__Assignment__
Write out the lines of the records from the one containing "let FieldValue::OptionalText(Some(owner)) = new_value" to the very last, keeping each exactly as it is.

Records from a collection
╔══

use std::time::Duration;
use tracing::debug;

use super::diff::{FieldValue, PlaybookDiff};
use crate::config::MembershipConfig;
use crate::error::{retry_async_with_config, PlaybookError, PlaybookResult, RetryConfig};
use crate::membership::{DynMembershipOracle, MembershipScope};
use crate::models::{Actor, Capability, Playbook, PlaybookField};

/// A requirement a changed field places on the actor or on the new value.
#[derive(Debug, Clone, Copy, PartialEq, Eq)]
pub enum FieldRule {
    /// The actor holds a capability implying [`Capability::ManagePlaybook`].
    EditPlaybook,
    /// For every channel in the new list the actor holds
    /// [`Capability::BroadcastToAnyChannel`] or is a channel member.
    BroadcastToChannels,
    /// A non-empty new owner is a member of the playbook's team.
    EligibleOwner,
}

const EDIT: &[FieldRule] = &[FieldRule::EditPlaybook];

/// Rules per field, in evaluation order.
pub static FIELD_RULES: &[(PlaybookField, &[FieldRule])] = &[
    (PlaybookField::Title, EDIT),
    (PlaybookField::Description, EDIT),
    (
        PlaybookField::DefaultOwnerId,
        &[FieldRule::EditPlaybook, FieldRule::EligibleOwner],
    ),
    (PlaybookField::DefaultOwnerEnabled, EDIT),
    (PlaybookField::BroadcastEnabled, EDIT),
    (
        PlaybookField::BroadcastChannelIds,
        &[FieldRule::EditPlaybook, FieldRule::BroadcastToChannels],
    ),
    (PlaybookField::WebhookOnCreationEnabled, EDIT),
    (PlaybookField::WebhookOnCreationUrls, EDIT),
];

pub fn rules_for(field: PlaybookField) -> &'static [FieldRule] {
    FIELD_RULES
        .iter()
        .find(|(f, _)| *f == field)
        .map(|(_, rules)| *rules)
        .unwrap_or(EDIT)
}

/// Every violation found for one request, in table order.
#[derive(Debug, Default)]
pub struct PolicyDecision {
    violations: Vec<PlaybookError>,
}

impl PolicyDecision {
    pub fn is_allowed(&self) -> bool {
        self.violations.is_empty()
    }

    pub fn violations(&self) -> &[PlaybookError] {
        &self.violations
    }

    /// The first violation, if any.
    pub fn into_result(self) -> PlaybookResult<()> {
        match self.violations.into_iter().next() {
            Some(violation) => Err(violation),
            None => Ok(()),
        }
    }
}

pub struct PolicyEvaluator {
    membership: DynMembershipOracle,
    timeout: Duration,
    retry: RetryConfig,
}

impl PolicyEvaluator {
    pub fn new(membership: DynMembershipOracle, config: &MembershipConfig) -> Self {
        Self {
            membership,
            timeout: config.timeout(),
            retry: RetryConfig::for_membership(config.retry_attempts),
        }
    }

    pub fn with_retry(mut self, retry: RetryConfig) -> Self {
        self.retry = retry;
        self
    }

    /// Checks the changed fields of `diff` against [`FIELD_RULES`].
    ///
    /// A field's rules stop at its first violation, so membership is only
    /// consulted for fields the actor may edit. Violations are collected
    /// across fields; an `Err` means a membership lookup could not be
    /// answered and nothing had been rejected yet.
    pub async fn evaluate(
        &self,
        actor: &Actor,
        playbook: &Playbook,
        diff: &PlaybookDiff,
    ) -> PlaybookResult<PolicyDecision> {
        let mut decision = PolicyDecision::default();

        for (field, rules) in FIELD_RULES {
            let Some(change) = diff.get(*field) else {
                continue;
            };

            for rule in *rules {
                let checked = match rule {
                    FieldRule::EditPlaybook => Ok(self.check_edit(actor, *field)),
                    FieldRule::BroadcastToChannels => {
                        self.check_broadcast(actor, *field, &change.new).await
                    }
                    FieldRule::EligibleOwner => self.check_owner(playbook, &change.new).await,
                };

                let violation = match checked {
                    Ok(violation) => violation,
                    // The request is rejected either way; report the rejection.
                    Err(err) if !decision.is_allowed() => {
                        debug!(field = %field, error = %err, "Skipping lookup after violation");
                        return Ok(decision);
                    }
                    Err(err) => return Err(err),
                };

                if let Some(violation) = violation {
                    debug!(field = %field, rule = ?rule, "Policy violation");
                    decision.violations.push(violation);
                    break;
                }
            }
        }

        Ok(decision)
    }

    pub async fn authorize_update(
        &self,
        actor: &Actor,
        playbook: &Playbook,
        diff: &PlaybookDiff,
    ) -> PlaybookResult<()> {
        if diff.is_empty() {
            return Ok(());
        }
        self.evaluate(actor, playbook, diff).await?.into_result()
    }

    /// Metric mutations only need edit rights on the owning playbook.
    pub fn authorize_metric_change(&self, actor: &Actor) -> PlaybookResult<()> {
        require(actor, Capability::ManagePlaybook, "metrics")
    }

    pub fn authorize_view(&self, actor: &Actor) -> PlaybookResult<()> {
        require(actor, Capability::ViewPlaybook, "playbook")
    }

    async fn is_member(&self, user_id: &str, scope: MembershipScope) -> PlaybookResult<bool> {
        let membership = &self.membership;
        let scope = &scope;
        let timeout = self.timeout;

        retry_async_with_config(
            || async move {
                tokio::time::timeout(timeout, membership.is_member(user_id, scope))
                    .await
                    .map_err(|_| {
                        PlaybookError::membership_unavailable(format!(
                            "lookup of {} for {} timed out after {:?}",
                            scope, user_id, timeout
                        ))
                    })?
            },
            self.retry.clone(),
        )
        .await
    }

    fn check_edit(&self, actor: &Actor, field: PlaybookField) -> Option<PlaybookError> {
        require(actor, Capability::ManagePlaybook, field.as_str()).err()
    }

    async fn check_broadcast(
        &self,
        actor: &Actor,
        field: PlaybookField,
        new_value: &FieldValue,
    ) -> PlaybookResult<Option<PlaybookError>> {
        if actor.has_capability(Capability::BroadcastToAnyChannel) {
            return Ok(None);
        }

        let FieldValue::List(channels) = new_value else {
            return Ok(None);
        };

        let mut denied: Vec<String> = Vec::new();
        for channel in channels {
            if denied.contains(channel) {
                continue;
            }
            let member = self
                .is_member(&actor.user_id, MembershipScope::Channel(channel.clone()))
                .await?;
            if !member {
                denied.push(channel.clone());
            }
        }

        if denied.is_empty() {
            return Ok(None);
        }

        Ok(Some(PlaybookError::PermissionDenied {
            field: field.as_str().to_string(),
            requirement: format!(
                "{} or membership in every broadcast channel",
                Capability::BroadcastToAnyChannel
            ),
            channels: denied,
        }))
    }

    async fn check_owner(
        &self,
        playbook: &Playbook,
        new_value: &FieldValue,
    ) -> PlaybookResult<Option<PlaybookError>> {
        let FieldValue::OptionalText(Some(owner)) = new_value else {
            return Ok(None);
        };

        let member = self
            .is_member(owner, MembershipScope::Team(playbook.team_id.clone()))
            .await?;

        Ok((!member).then(|| PlaybookError::InvalidOwner {
            owner_id: owner.clone(),
            team_id: playbook.team_id.clone(),
        }))
    }
}

fn require(actor: &Actor, capability: Capability, field: &str) -> PlaybookResult<()> {
    if actor.has_capability(capability) {
        Ok(())
    } else {
        Err(PlaybookError::PermissionDenied {
            field: field.to_string(),
            requirement: capability.to_string(),
            channels: Vec::new(),
        })
    }
}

╚══

__Answer section__
        let FieldValue::OptionalText(Some(owner)) = new_value else {
            return Ok(None);
        };

        let member = self
            .is_member(owner, MembershipScope::Team(playbook.team_id.clone()))
            .await?;

        Ok((!member).then(|| PlaybookError::InvalidOwner {
            owner_id: owner.clone(),
            team_id: playbook.team_id.clone(),
        }))
    }
}

fn require(actor: &Actor, capability: Capability, field: &str) -> PlaybookResult<()> {
    if actor.has_capability(capability) {
        Ok(())
    } else {
        Err(PlaybookError::PermissionDenied {
            field: field.to_string(),
            requirement: capability.to_string(),
            channels: Vec::new(),
        })
    }
}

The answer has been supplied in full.